EXERCISE REQUIREMENTS ->
Identify every line in the records below that contains the word "pricing", and copy each of those lines.
________
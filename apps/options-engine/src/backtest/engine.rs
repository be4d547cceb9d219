//! The tick loop.

use std::collections::HashMap;
use std::sync::Arc;
use std::sync::atomic::{AtomicBool, Ordering};

use chrono::{Days, NaiveDate};
use rust_decimal::Decimal;
use rust_decimal::prelude::{FromPrimitive, ToPrimitive};
use tracing::{debug, info, warn};

use crate::error::EngineError;
use crate::portfolio::{ExitReason, PortfolioTracker, PositionStatus, performance_report};
use crate::pricing::{bs_greeks, bs_price, continuation_value};
use crate::strategy::Strategy;

use super::data::DataCoverage;
use super::{BacktestConfig, BacktestResult, COVERAGE_WARNING_THRESHOLD, HistoricalDataSource};

/// Cooperative cancellation flag shared between the caller and one run.
///
/// The tick loop checks the flag once per iteration; a cancelled run
/// terminates with [`EngineError::Cancelled`] and its partial state is
/// discardable, not resumable.
#[derive(Debug, Clone, Default)]
pub struct CancelToken(Arc<AtomicBool>);

impl CancelToken {
    /// Fresh, uncancelled token.
    #[must_use]
    pub fn new() -> Self {
        Self::default()
    }

    /// Request cancellation; observed at the next tick boundary.
    pub fn cancel(&self) {
        self.0.store(true, Ordering::Relaxed);
    }

    /// Whether cancellation has been requested.
    #[must_use]
    pub fn is_cancelled(&self) -> bool {
        self.0.load(Ordering::Relaxed)
    }
}

/// Lifecycle of one engine instance.
#[derive(Debug, Clone, Copy, PartialEq, Eq)]
pub enum BacktestState {
    /// Constructed, not yet run.
    Initialized,
    /// Tick loop in progress.
    Running,
    /// Run finished and produced a result.
    Completed,
    /// Run aborted on an unrecoverable error.
    Failed,
}

/// Drives one strategy through the simulation.
///
/// Owns its [`PortfolioTracker`] for the duration of a run; not internally
/// synchronized.
#[derive(Debug)]
pub struct BacktestEngine {
    config: BacktestConfig,
    data: HistoricalDataSource,
    state: BacktestState,
    cancel: CancelToken,
}

impl BacktestEngine {
    /// Engine over a resolved data source.
    #[must_use]
    pub fn new(config: BacktestConfig, data: HistoricalDataSource) -> Self {
        Self {
            config,
            data,
            state: BacktestState::Initialized,
            cancel: CancelToken::new(),
        }
    }

    /// Current lifecycle state.
    #[must_use]
    pub const fn state(&self) -> BacktestState {
        self.state
    }

    /// Token the caller can use to cancel a run from another thread.
    #[must_use]
    pub fn cancel_token(&self) -> CancelToken {
        self.cancel.clone()
    }

    /// Run the strategy from the start date to the end date.
    ///
    /// Positions still open at the end of the run are liquidated at their
    /// final mark so realized performance is always well-defined.
    ///
    /// # Errors
    ///
    /// Returns [`EngineError::InvalidInput`] for a malformed date range,
    /// an invalid strategy, or a data source with no underlying series;
    /// [`EngineError::InsufficientFunds`] when the initial capital cannot
    /// cover the entry; [`EngineError::Cancelled`] when the caller cancels
    /// mid-run. Any error leaves the engine in the `Failed` state.
    pub fn run(&mut self, strategy: &Strategy) -> Result<BacktestResult, EngineError> {
        self.state = BacktestState::Running;
        let result = self.run_inner(strategy);
        self.state = match result {
            Ok(_) => BacktestState::Completed,
            Err(_) => BacktestState::Failed,
        };
        result
    }

    fn run_inner(&mut self, strategy: &Strategy) -> Result<BacktestResult, EngineError> {
        if self.config.start_date > self.config.end_date {
            return Err(EngineError::invalid_input(format!(
                "start date {} is after end date {}",
                self.config.start_date, self.config.end_date
            )));
        }
        let report = crate::strategy::validate(strategy, self.config.start_date);
        if !report.is_valid {
            return Err(EngineError::invalid_input(format!(
                "strategy failed validation: {}",
                report.errors.join("; ")
            )));
        }
        if !self.data.has_underlying() {
            return Err(EngineError::invalid_input(
                "data source has no underlying price series",
            ));
        }
        let mut spot = self
            .data
            .spot_at_or_before(self.config.start_date)
            .ok_or_else(|| {
                EngineError::invalid_input(format!(
                    "no underlying price at or before {}",
                    self.config.start_date
                ))
            })?;

        info!(
            strategy = %strategy.name,
            start = %self.config.start_date,
            end = %self.config.end_date,
            capital = %self.config.initial_capital,
            "Backtest started"
        );

        let mut portfolio = PortfolioTracker::new(self.config.initial_capital);
        let mut coverage = DataCoverage::default();
        let mut snapshots = Vec::new();

        self.open_legs(strategy, &mut portfolio, spot, &mut coverage)?;

        let mut date = self.config.start_date;
        loop {
            if self.cancel.is_cancelled() {
                return Err(EngineError::Cancelled { date });
            }

            if let Some(close) = self.data.spot_at_or_before(date) {
                spot = close;
            }
            let spot_f = decimal_to_f64(spot)?;

            self.settle_expirations(&mut portfolio, spot_f, date)?;
            let prices = self.reprice_open_legs(&mut portfolio, spot_f, date, &mut coverage)?;
            self.evaluate_early_exercise(&mut portfolio, spot_f, date)?;

            portfolio.mark_to_market(&prices);
            snapshots.push(portfolio.snapshot(date));

            let all_flat = portfolio.open_positions().next().is_none();
            if all_flat || date >= self.config.end_date {
                break;
            }
            date = date
                .checked_add_days(Days::new(1))
                .ok_or_else(|| EngineError::invalid_input("date overflow"))?;
        }

        self.liquidate_remaining(&mut portfolio, date)?;
        // The loop already snapshotted this date; replace that entry so the
        // daily series has one row per date, now reflecting the liquidation
        // cash flows.
        snapshots.pop();
        snapshots.push(portfolio.snapshot(date));

        let mut warnings = Vec::new();
        if coverage.model_fallbacks > 0 && coverage.ratio() < COVERAGE_WARNING_THRESHOLD {
            let message = format!(
                "historical data coverage {:.1}% is below {:.0}%; results are low-confidence",
                coverage.ratio() * 100.0,
                COVERAGE_WARNING_THRESHOLD * 100.0
            );
            warn!(coverage = coverage.ratio(), "{message}");
            warnings.push(message);
        }

        let performance = performance_report(
            &snapshots,
            &portfolio.trades,
            self.config.engine.risk_free_rate,
            self.config.engine.periods_per_year,
        )?;

        info!(
            ticks = snapshots.len(),
            trades = portfolio.trades.len(),
            final_value = %portfolio.total_value(),
            "Backtest completed"
        );

        Ok(BacktestResult {
            final_cash: portfolio.cash,
            final_value: portfolio.total_value(),
            trades: portfolio.trades,
            snapshots,
            performance,
            coverage,
            warnings,
        })
    }

    /// Open every strategy leg at the start date: explicit premium first,
    /// then historical price, then model price.
    fn open_legs(
        &self,
        strategy: &Strategy,
        portfolio: &mut PortfolioTracker,
        spot: Decimal,
        coverage: &mut DataCoverage,
    ) -> Result<(), EngineError> {
        let date = self.config.start_date;
        let spot_f = decimal_to_f64(spot)?;
        for leg in &strategy.legs {
            let price = if let Some(premium) = leg.premium {
                premium
            } else if let Some(close) =
                self.data.option_price_on(&leg.contract.instrument_id, date)
            {
                coverage.data_hits += 1;
                close
            } else {
                coverage.model_fallbacks += 1;
                self.model_price(&leg.contract, spot_f, date)?
            };
            let notional =
                price * Decimal::from(leg.quantity) * Decimal::from(leg.contract.multiplier);
            let commission = self.config.engine.commission_for(notional);
            portfolio.add_position(
                leg.contract.clone(),
                leg.action,
                leg.quantity,
                price,
                commission,
                date,
            )?;
        }
        Ok(())
    }

    /// Settle every open position whose contract has expired, at intrinsic
    /// value. The only path producing cash without an explicit trade.
    fn settle_expirations(
        &self,
        portfolio: &mut PortfolioTracker,
        spot: f64,
        date: NaiveDate,
    ) -> Result<(), EngineError> {
        let expired: Vec<_> = portfolio
            .open_positions()
            .filter(|p| p.contract.is_expired(date))
            .map(|p| (p.id, p.contract.kind, p.contract.strike))
            .collect();
        for (id, kind, strike) in expired {
            let intrinsic = kind.intrinsic(spot, decimal_to_f64(strike)?);
            debug!(position_id = %id, intrinsic, %date, "Settling expired position");
            portfolio.settle_expired(id, f64_to_decimal(intrinsic)?, date, ExitReason::Expiry)?;
        }
        Ok(())
    }

    /// Price each open leg from historical data when available, the model
    /// otherwise. Greeks always come from Black-Scholes, whatever the price
    /// source.
    fn reprice_open_legs(
        &self,
        portfolio: &mut PortfolioTracker,
        spot: f64,
        date: NaiveDate,
        coverage: &mut DataCoverage,
    ) -> Result<HashMap<String, Decimal>, EngineError> {
        let mut prices = HashMap::new();
        for position in &mut portfolio.positions {
            if position.status != PositionStatus::Open {
                continue;
            }
            let contract = &mut position.contract;
            let strike = decimal_to_f64(contract.strike)?;
            let vol = self
                .data
                .iv_on(date)
                .or(contract.implied_volatility)
                .unwrap_or(self.config.engine.default_volatility);
            let t = contract.time_to_expiry(date);

            let price = if let Some(close) = self.data.option_price_on(&contract.instrument_id, date)
            {
                coverage.data_hits += 1;
                close
            } else {
                coverage.model_fallbacks += 1;
                debug!(
                    instrument = %contract.instrument_id,
                    %date,
                    "No historical price, falling back to model"
                );
                let model = bs_price(
                    spot,
                    strike,
                    t,
                    self.config.engine.risk_free_rate,
                    vol,
                    contract.kind,
                )?;
                f64_to_decimal(model)?
            };

            contract.greeks = Some(bs_greeks(
                spot,
                strike,
                t,
                self.config.engine.risk_free_rate,
                vol,
                contract.kind,
            )?);
            prices.insert(contract.instrument_id.clone(), price);
        }
        Ok(prices)
    }

    /// Exercise American positions whose intrinsic value exceeds the
    /// modeled continuation value.
    fn evaluate_early_exercise(
        &self,
        portfolio: &mut PortfolioTracker,
        spot: f64,
        date: NaiveDate,
    ) -> Result<(), EngineError> {
        let candidates: Vec<_> = portfolio
            .open_positions()
            .filter(|p| p.contract.style == crate::models::OptionStyle::American)
            .map(|p| {
                (
                    p.id,
                    p.contract.kind,
                    p.contract.strike,
                    p.contract.time_to_expiry(date),
                    p.contract.implied_volatility,
                )
            })
            .collect();
        for (id, kind, strike, t, iv) in candidates {
            if t <= 0.0 {
                continue;
            }
            let strike_f = decimal_to_f64(strike)?;
            let intrinsic = kind.intrinsic(spot, strike_f);
            if intrinsic <= 0.0 {
                continue;
            }
            let vol = iv.unwrap_or(self.config.engine.default_volatility);
            let held = continuation_value(
                spot,
                strike_f,
                t,
                self.config.engine.risk_free_rate,
                vol,
                kind,
            )?;
            if intrinsic > held {
                debug!(position_id = %id, intrinsic, continuation = held, %date, "Early exercise");
                portfolio.settle_expired(
                    id,
                    f64_to_decimal(intrinsic)?,
                    date,
                    ExitReason::EarlyExercise,
                )?;
            }
        }
        Ok(())
    }

    /// Close any position still open after the final tick at its last mark.
    fn liquidate_remaining(
        &self,
        portfolio: &mut PortfolioTracker,
        date: NaiveDate,
    ) -> Result<(), EngineError> {
        let open: Vec<_> = portfolio
            .open_positions()
            .map(|p| {
                (
                    p.id,
                    p.quantity,
                    p.mark_price.unwrap_or(p.entry_price),
                    p.contract.multiplier,
                )
            })
            .collect();
        for (id, quantity, price, multiplier) in open {
            let notional = price * Decimal::from(quantity) * Decimal::from(multiplier);
            let commission = self.config.engine.commission_for(notional);
            portfolio.remove_position(id, quantity, price, commission, date)?;
        }
        Ok(())
    }

    fn model_price(
        &self,
        contract: &crate::models::OptionContract,
        spot: f64,
        date: NaiveDate,
    ) -> Result<Decimal, EngineError> {
        let vol = self
            .data
            .iv_on(date)
            .or(contract.implied_volatility)
            .unwrap_or(self.config.engine.default_volatility);
        let price = bs_price(
            spot,
            decimal_to_f64(contract.strike)?,
            contract.time_to_expiry(date),
            self.config.engine.risk_free_rate,
            vol,
            contract.kind,
        )?;
        f64_to_decimal(price)
    }
}

fn decimal_to_f64(value: Decimal) -> Result<f64, EngineError> {
    value
        .to_f64()
        .ok_or_else(|| EngineError::invalid_input(format!("{value} is out of f64 range")))
}

fn f64_to_decimal(value: f64) -> Result<Decimal, EngineError> {
    Decimal::from_f64(value)
        .map(|d| d.round_dp(8))
        .ok_or_else(|| EngineError::invalid_input(format!("{value} is not representable")))
}
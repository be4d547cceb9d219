//! Position lifecycle, cash accounting, and equity snapshots.
//!
//! [`PortfolioTracker`] owns the only mutable state in the engine: cash,
//! open positions, and the trade log for one run. Every state change goes
//! through [`PortfolioTracker::add_position`], [`PortfolioTracker::remove_position`],
//! or [`PortfolioTracker::settle_expired`]; violations surface as errors and
//! are never silently clamped.

mod performance;

pub use performance::{PerformanceReport, performance_report};

use std::collections::HashMap;

use chrono::NaiveDate;
use rust_decimal::Decimal;
use serde::{Deserialize, Serialize};
use tracing::{debug, info};
use uuid::Uuid;

use crate::error::EngineError;
use crate::models::{Greeks, OptionContract};
use crate::strategy::Action;

// ============================================
// Position Types
// ============================================

/// Lifecycle state of a position.
#[derive(Debug, Clone, Copy, PartialEq, Eq, Serialize, Deserialize)]
#[serde(rename_all = "SCREAMING_SNAKE_CASE")]
pub enum PositionStatus {
    /// Holding contracts; partial exits reduce quantity but keep it open.
    Open,
    /// Fully exited through explicit trades.
    Closed,
    /// Force-settled at intrinsic value on the expiration date.
    Expired,
}

/// Why a position (or part of one) was exited.
#[derive(Debug, Clone, Copy, PartialEq, Eq, Serialize, Deserialize)]
#[serde(rename_all = "SCREAMING_SNAKE_CASE")]
pub enum ExitReason {
    /// Explicit close at a market or model price.
    Close,
    /// Settlement at intrinsic value on expiry.
    Expiry,
    /// American-style early exercise.
    EarlyExercise,
}

/// One open or historical position.
#[derive(Debug, Clone, Serialize, Deserialize)]
pub struct Position {
    /// Unique position identifier.
    pub id: Uuid,
    /// The contract held.
    pub contract: OptionContract,
    /// Buy or sell.
    pub action: Action,
    /// Remaining open quantity.
    pub quantity: u32,
    /// Entry price per contract.
    pub entry_price: Decimal,
    /// Date the position was opened.
    pub entry_date: NaiveDate,
    /// Lifecycle state.
    pub status: PositionStatus,
    /// Latest mark price per contract, if marked.
    pub mark_price: Option<Decimal>,
}
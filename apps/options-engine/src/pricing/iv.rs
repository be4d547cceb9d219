//! Implied volatility solver.
//!
//! Hybrid root-finder over [`bs_price`]:
//! - Newton-Raphson seeded by the Brenner-Subrahmanyam approximation for
//!   near-the-money options (2-4 iterations in the typical case)
//! - Bisection for far-from-the-money options where vega is too small for
//!   Newton steps to be stable, and as a fallback on non-convergence
//!
//! The solver fails with [`EngineError::Convergence`] rather than returning
//! NaN; prices below intrinsic are rejected up front as invalid input.

use std::f64::consts::PI;

use serde::{Deserialize, Serialize};

use crate::error::EngineError;
use crate::models::OptionKind;
use crate::pricing::black_scholes::{bs_greeks, bs_price};

/// Configuration for the IV solver.
#[derive(Debug, Clone, Serialize, Deserialize)]
pub struct IvSolverConfig {
    /// Maximum iterations for either method.
    pub max_iterations: u32,
    /// Convergence tolerance (absolute price error).
    pub tolerance: f64,
    /// Lower volatility search bound.
    pub min_vol: f64,
    /// Upper volatility search bound.
    pub max_vol: f64,
    /// |ln(S/K)| above which the solver goes straight to bisection.
    pub moneyness_threshold: f64,
}

impl Default for IvSolverConfig {
    fn default() -> Self {
        Self {
            max_iterations: 100,
            tolerance: 1e-8,
            min_vol: 0.001,
            max_vol: 5.0,
            moneyness_threshold: 0.20,
        }
    }
}

/// Implied volatility solver.
#[derive(Debug, Clone, Default)]
pub struct IvSolver {
    config: IvSolverConfig,
}

impl IvSolver {
    /// Create a solver with the given configuration.
    #[must_use]
    pub const fn new(config: IvSolverConfig) -> Self {
        Self { config }
    }

    /// Solve for the volatility that reproduces `observed_price`.
    ///
    /// # Errors
    ///
    /// - [`EngineError::InvalidInput`] when inputs are out of domain or the
    ///   observed price is below intrinsic value (no root exists)
    /// - [`EngineError::Convergence`] when no root is found within the
    ///   iteration budget and volatility bounds
    pub fn solve(
        &self,
        observed_price: f64,
        spot: f64,
        strike: f64,
        time_to_expiry: f64,
        risk_free_rate: f64,
        kind: OptionKind,
    ) -> Result<f64, EngineError> {
        EngineError::require_positive("observed_price", observed_price)?;
        EngineError::require_positive("spot", spot)?;
        EngineError::require_positive("strike", strike)?;
        EngineError::require_positive("time_to_expiry", time_to_expiry)?;

        // A price below discounted intrinsic has no volatility root.
        let discounted_strike = strike * (-risk_free_rate * time_to_expiry).exp();
        let floor = kind.intrinsic(spot, discounted_strike);
        if observed_price < floor - self.config.tolerance {
            return Err(EngineError::invalid_input(format!(
                "observed price {observed_price:.6} is below intrinsic value {floor:.6}"
            )));
        }

        let log_moneyness = (spot / strike).ln().abs();
        if log_moneyness > self.config.moneyness_threshold {
            return self.bisection(observed_price, spot, strike, time_to_expiry, risk_free_rate, kind);
        }

        let guess = brenner_subrahmanyam(observed_price, spot, time_to_expiry)
            .clamp(self.config.min_vol, self.config.max_vol);
        self.newton_raphson(
            observed_price,
            spot,
            strike,
            time_to_expiry,
            risk_free_rate,
            kind,
            guess,
        )
        .or_else(|_| {
            self.bisection(observed_price, spot, strike, time_to_expiry, risk_free_rate, kind)
        })
    }

    fn newton_raphson(
        &self,
        observed_price: f64,
        spot: f64,
        strike: f64,
        time_to_expiry: f64,
        risk_free_rate: f64,
        kind: OptionKind,
        initial_guess: f64,
    ) -> Result<f64, EngineError> {
        let mut sigma = initial_guess;

        for i in 0..self.config.max_iterations {
            let price = bs_price(spot, strike, time_to_expiry, risk_free_rate, sigma, kind)?;
            let error = price - observed_price;
            if error.abs() < self.config.tolerance {
                return Ok(sigma);
            }

            let vega = bs_greeks(spot, strike, time_to_expiry, risk_free_rate, sigma, kind)?.vega;
            if vega.abs() < 1e-12 {
                // Vega has flattened out; Newton steps would explode.
                return Err(EngineError::Convergence {
                    iterations: i,
                    last_error: error.abs(),
                });
            }

            sigma = (sigma - error / vega).clamp(self.config.min_vol, self.config.max_vol);
        }

        let last = bs_price(spot, strike, time_to_expiry, risk_free_rate, sigma, kind)?;
        Err(EngineError::Convergence {
            iterations: self.config.max_iterations,
            last_error: (last - observed_price).abs(),
        })
    }

    fn bisection(
        &self,
        observed_price: f64,
        spot: f64,
        strike: f64,
        time_to_expiry: f64,
        risk_free_rate: f64,
        kind: OptionKind,
    ) -> Result<f64, EngineError> {
        let mut low = self.config.min_vol;
        let mut high = self.config.max_vol;

        let price_low = bs_price(spot, strike, time_to_expiry, risk_free_rate, low, kind)?;
        let price_high = bs_price(spot, strike, time_to_expiry, risk_free_rate, high, kind)?;
        if observed_price < price_low || observed_price > price_high {
            return Err(EngineError::invalid_input(format!(
                "observed price {observed_price:.6} outside attainable range \
                 [{price_low:.6}, {price_high:.6}] for vol in [{low}, {high}]"
            )));
        }

        for _ in 0..self.config.max_iterations {
            let mid = f64::midpoint(low, high);
            let price = bs_price(spot, strike, time_to_expiry, risk_free_rate, mid, kind)?;
            let error = price - observed_price;

            if error.abs() < self.config.tolerance || (high - low) < 1e-10 {
                return Ok(mid);
            }
            if error > 0.0 {
                high = mid;
            } else {
                low = mid;
            }
        }

        let mid = f64::midpoint(low, high);
        let last = bs_price(spot, strike, time_to_expiry, risk_free_rate, mid, kind)?;
        Err(EngineError::Convergence {
            iterations: self.config.max_iterations,
            last_error: (last - observed_price).abs(),
        })
    }
}

/// Brenner-Subrahmanyam at-the-money approximation:
/// `sigma ~= price / spot * sqrt(2*pi / T)`.
fn brenner_subrahmanyam(price: f64, spot: f64, time_to_expiry: f64) -> f64 {
    (price / spot) * (2.0 * PI / time_to_expiry).sqrt()
}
________
RESPONSE TO THIS EXERCISE ->
use crate::pricing::{bs_greeks, bs_price, continuation_value};
filename apps/options-engine/src/pricing/iv.rs
use crate::pricing::black_scholes::{bs_greeks, bs_price};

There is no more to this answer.